§ PROBLEM
The job is to find each line of the records below that includes the word "MatchedPath" and copy it.

───── INPUT FOR THIS TASK ─────

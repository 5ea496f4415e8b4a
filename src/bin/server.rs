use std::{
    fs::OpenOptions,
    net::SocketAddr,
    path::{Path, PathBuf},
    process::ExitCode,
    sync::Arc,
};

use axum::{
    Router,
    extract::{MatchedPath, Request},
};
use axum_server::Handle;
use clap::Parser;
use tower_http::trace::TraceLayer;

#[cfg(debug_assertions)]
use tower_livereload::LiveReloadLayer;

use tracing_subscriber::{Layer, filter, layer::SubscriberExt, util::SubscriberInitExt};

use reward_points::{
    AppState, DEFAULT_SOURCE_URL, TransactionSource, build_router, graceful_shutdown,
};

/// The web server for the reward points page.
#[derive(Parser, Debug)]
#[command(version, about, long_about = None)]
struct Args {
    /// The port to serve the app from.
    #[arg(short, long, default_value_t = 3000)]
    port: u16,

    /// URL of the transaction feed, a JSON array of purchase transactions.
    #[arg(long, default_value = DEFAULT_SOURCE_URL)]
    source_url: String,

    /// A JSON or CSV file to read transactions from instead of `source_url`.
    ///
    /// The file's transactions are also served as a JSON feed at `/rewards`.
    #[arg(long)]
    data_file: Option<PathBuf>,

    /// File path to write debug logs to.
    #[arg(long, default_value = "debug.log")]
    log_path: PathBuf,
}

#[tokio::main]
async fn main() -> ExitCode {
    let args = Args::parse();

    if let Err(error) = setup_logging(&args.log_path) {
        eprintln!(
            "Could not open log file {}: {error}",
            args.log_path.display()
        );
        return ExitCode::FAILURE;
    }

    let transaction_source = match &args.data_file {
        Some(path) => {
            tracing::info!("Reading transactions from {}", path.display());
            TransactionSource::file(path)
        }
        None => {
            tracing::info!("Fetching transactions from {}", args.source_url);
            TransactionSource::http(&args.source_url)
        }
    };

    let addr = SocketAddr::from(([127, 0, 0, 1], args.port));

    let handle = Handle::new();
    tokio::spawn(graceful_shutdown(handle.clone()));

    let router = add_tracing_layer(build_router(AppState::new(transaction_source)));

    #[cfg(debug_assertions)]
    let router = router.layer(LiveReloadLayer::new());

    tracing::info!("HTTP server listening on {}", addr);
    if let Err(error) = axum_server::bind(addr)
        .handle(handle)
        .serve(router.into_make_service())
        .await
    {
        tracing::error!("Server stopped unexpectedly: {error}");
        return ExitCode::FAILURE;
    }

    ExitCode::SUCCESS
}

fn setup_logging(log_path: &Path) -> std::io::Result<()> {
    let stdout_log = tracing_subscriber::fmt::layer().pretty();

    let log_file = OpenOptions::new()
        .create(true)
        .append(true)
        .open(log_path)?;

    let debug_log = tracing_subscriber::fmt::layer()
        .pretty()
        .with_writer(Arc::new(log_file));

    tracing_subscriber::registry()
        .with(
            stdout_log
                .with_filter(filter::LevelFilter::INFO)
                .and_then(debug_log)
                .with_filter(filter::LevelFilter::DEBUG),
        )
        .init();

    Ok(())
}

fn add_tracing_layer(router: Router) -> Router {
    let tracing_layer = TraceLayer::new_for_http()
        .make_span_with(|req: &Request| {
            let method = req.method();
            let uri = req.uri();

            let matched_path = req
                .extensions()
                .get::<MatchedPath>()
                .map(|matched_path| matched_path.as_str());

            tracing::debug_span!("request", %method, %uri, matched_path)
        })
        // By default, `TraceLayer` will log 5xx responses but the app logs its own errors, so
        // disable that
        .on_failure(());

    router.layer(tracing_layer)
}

─────
───── INPUT FOR THIS TASK ─────

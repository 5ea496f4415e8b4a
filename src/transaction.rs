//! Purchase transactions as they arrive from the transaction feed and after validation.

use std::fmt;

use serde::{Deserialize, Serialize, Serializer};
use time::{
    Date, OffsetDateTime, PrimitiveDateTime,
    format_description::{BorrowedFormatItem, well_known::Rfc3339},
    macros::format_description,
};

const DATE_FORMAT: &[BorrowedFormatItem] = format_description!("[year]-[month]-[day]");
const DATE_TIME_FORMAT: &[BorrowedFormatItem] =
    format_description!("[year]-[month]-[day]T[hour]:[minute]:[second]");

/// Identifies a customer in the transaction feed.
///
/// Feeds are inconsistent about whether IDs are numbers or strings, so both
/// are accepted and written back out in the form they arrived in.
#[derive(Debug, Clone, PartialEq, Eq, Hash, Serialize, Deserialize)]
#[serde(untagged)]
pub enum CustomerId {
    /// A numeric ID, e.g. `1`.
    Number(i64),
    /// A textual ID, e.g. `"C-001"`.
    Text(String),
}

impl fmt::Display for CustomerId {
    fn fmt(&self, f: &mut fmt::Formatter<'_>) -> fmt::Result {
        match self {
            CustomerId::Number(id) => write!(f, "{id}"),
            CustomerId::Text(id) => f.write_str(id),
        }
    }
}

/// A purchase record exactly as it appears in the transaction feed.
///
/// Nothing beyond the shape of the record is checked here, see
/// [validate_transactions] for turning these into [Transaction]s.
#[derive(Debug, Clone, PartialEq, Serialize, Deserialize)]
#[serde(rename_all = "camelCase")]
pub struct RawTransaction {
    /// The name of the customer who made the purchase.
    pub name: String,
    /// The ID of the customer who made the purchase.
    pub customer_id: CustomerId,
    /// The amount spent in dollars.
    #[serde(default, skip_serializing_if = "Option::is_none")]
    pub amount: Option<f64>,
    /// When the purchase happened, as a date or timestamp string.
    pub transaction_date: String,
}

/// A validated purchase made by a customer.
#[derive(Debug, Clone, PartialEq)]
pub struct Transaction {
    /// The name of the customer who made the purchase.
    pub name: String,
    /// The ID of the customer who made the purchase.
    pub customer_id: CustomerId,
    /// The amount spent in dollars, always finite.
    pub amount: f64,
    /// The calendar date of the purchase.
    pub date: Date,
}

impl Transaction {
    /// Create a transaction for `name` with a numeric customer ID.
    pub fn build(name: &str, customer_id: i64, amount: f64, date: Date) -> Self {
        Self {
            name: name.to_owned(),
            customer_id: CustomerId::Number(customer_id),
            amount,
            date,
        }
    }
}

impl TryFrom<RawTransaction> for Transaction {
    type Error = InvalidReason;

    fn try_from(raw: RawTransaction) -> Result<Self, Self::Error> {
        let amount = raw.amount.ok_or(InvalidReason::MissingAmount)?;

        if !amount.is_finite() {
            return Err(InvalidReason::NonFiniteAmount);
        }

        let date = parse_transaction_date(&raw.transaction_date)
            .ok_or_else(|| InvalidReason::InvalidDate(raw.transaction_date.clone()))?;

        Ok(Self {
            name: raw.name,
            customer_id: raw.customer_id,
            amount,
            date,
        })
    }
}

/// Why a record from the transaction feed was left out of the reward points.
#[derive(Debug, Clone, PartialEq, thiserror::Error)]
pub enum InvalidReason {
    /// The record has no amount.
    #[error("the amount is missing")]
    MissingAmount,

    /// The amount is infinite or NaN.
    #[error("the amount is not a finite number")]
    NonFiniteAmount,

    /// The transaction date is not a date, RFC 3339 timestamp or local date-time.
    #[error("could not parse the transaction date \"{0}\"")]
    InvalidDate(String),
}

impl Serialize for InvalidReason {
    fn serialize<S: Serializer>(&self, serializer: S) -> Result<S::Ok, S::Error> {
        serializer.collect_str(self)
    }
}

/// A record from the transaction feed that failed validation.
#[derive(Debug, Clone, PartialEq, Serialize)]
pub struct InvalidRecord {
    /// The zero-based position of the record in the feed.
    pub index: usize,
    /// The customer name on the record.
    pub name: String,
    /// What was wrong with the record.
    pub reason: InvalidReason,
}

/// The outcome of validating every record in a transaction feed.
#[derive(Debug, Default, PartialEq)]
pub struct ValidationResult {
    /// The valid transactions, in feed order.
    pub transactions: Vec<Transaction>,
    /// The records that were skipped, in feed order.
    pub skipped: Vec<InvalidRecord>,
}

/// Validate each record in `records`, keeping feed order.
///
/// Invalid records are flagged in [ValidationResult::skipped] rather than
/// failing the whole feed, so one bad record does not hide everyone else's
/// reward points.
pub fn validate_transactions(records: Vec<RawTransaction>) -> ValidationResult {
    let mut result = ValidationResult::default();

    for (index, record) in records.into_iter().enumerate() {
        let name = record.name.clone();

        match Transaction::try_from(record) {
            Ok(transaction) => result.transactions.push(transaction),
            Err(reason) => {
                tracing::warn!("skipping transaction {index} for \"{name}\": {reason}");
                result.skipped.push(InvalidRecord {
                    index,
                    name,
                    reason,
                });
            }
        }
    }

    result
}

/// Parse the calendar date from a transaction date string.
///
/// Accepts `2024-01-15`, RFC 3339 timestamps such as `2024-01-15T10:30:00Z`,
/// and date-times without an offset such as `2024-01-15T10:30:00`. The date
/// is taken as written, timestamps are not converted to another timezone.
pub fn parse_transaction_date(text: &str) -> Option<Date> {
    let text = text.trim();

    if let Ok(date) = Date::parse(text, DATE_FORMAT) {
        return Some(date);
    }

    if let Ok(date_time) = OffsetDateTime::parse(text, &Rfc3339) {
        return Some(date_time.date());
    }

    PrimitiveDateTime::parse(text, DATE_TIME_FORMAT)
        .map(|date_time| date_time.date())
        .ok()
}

─────
───── INPUT FOR THIS TASK ─────

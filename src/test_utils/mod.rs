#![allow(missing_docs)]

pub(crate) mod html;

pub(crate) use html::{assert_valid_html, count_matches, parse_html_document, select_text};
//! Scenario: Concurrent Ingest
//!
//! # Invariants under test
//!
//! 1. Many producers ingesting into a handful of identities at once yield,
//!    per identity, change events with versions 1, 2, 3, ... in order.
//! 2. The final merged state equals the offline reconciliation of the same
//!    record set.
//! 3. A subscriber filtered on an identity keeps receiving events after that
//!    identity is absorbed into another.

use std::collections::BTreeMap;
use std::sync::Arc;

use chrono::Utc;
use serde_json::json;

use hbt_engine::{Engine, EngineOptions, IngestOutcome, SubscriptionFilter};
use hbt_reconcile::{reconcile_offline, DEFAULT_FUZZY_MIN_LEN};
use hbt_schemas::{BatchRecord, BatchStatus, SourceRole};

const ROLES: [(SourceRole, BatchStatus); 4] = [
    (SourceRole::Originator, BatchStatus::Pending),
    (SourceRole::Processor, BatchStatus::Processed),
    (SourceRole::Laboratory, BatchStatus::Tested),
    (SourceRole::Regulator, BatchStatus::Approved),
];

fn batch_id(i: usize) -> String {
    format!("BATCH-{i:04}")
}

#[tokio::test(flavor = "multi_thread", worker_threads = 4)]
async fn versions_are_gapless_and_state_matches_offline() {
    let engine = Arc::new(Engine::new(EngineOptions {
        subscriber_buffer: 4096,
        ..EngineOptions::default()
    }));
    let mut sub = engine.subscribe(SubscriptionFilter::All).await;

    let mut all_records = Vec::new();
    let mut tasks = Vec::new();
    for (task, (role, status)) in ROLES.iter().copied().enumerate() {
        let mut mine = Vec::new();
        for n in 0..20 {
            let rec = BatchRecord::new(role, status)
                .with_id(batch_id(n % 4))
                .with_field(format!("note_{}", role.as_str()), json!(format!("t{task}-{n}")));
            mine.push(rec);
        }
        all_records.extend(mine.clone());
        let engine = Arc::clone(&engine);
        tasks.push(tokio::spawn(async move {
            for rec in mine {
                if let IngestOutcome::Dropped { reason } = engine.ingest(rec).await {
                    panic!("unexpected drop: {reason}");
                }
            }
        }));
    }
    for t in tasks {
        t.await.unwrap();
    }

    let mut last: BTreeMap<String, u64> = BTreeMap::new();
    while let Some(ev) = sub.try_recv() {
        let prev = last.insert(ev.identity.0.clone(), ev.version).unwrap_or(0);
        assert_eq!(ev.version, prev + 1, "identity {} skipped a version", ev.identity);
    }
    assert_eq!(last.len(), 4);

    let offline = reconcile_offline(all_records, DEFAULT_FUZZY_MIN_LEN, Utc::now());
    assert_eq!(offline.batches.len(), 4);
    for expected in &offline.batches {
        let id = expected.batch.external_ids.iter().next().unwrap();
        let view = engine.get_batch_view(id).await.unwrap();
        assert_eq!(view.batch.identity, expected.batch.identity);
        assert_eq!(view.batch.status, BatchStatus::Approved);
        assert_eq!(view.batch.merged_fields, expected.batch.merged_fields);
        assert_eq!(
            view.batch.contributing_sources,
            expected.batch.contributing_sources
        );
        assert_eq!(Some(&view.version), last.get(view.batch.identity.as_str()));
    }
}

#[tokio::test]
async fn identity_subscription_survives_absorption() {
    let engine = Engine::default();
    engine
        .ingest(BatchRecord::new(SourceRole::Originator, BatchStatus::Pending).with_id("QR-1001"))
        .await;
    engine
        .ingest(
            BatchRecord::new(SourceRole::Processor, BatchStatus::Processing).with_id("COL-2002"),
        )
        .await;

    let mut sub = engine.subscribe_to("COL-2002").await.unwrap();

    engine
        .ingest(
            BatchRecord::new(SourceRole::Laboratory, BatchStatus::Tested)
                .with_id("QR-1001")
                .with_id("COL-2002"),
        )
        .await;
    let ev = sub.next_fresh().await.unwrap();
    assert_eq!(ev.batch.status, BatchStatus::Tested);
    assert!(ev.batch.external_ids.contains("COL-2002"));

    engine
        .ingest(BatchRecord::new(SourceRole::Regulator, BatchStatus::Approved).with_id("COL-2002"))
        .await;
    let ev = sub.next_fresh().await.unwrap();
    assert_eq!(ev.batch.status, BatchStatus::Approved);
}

─────

§ EXERCISE ANSWER
    extract::{MatchedPath, Request},
                .get::<MatchedPath>()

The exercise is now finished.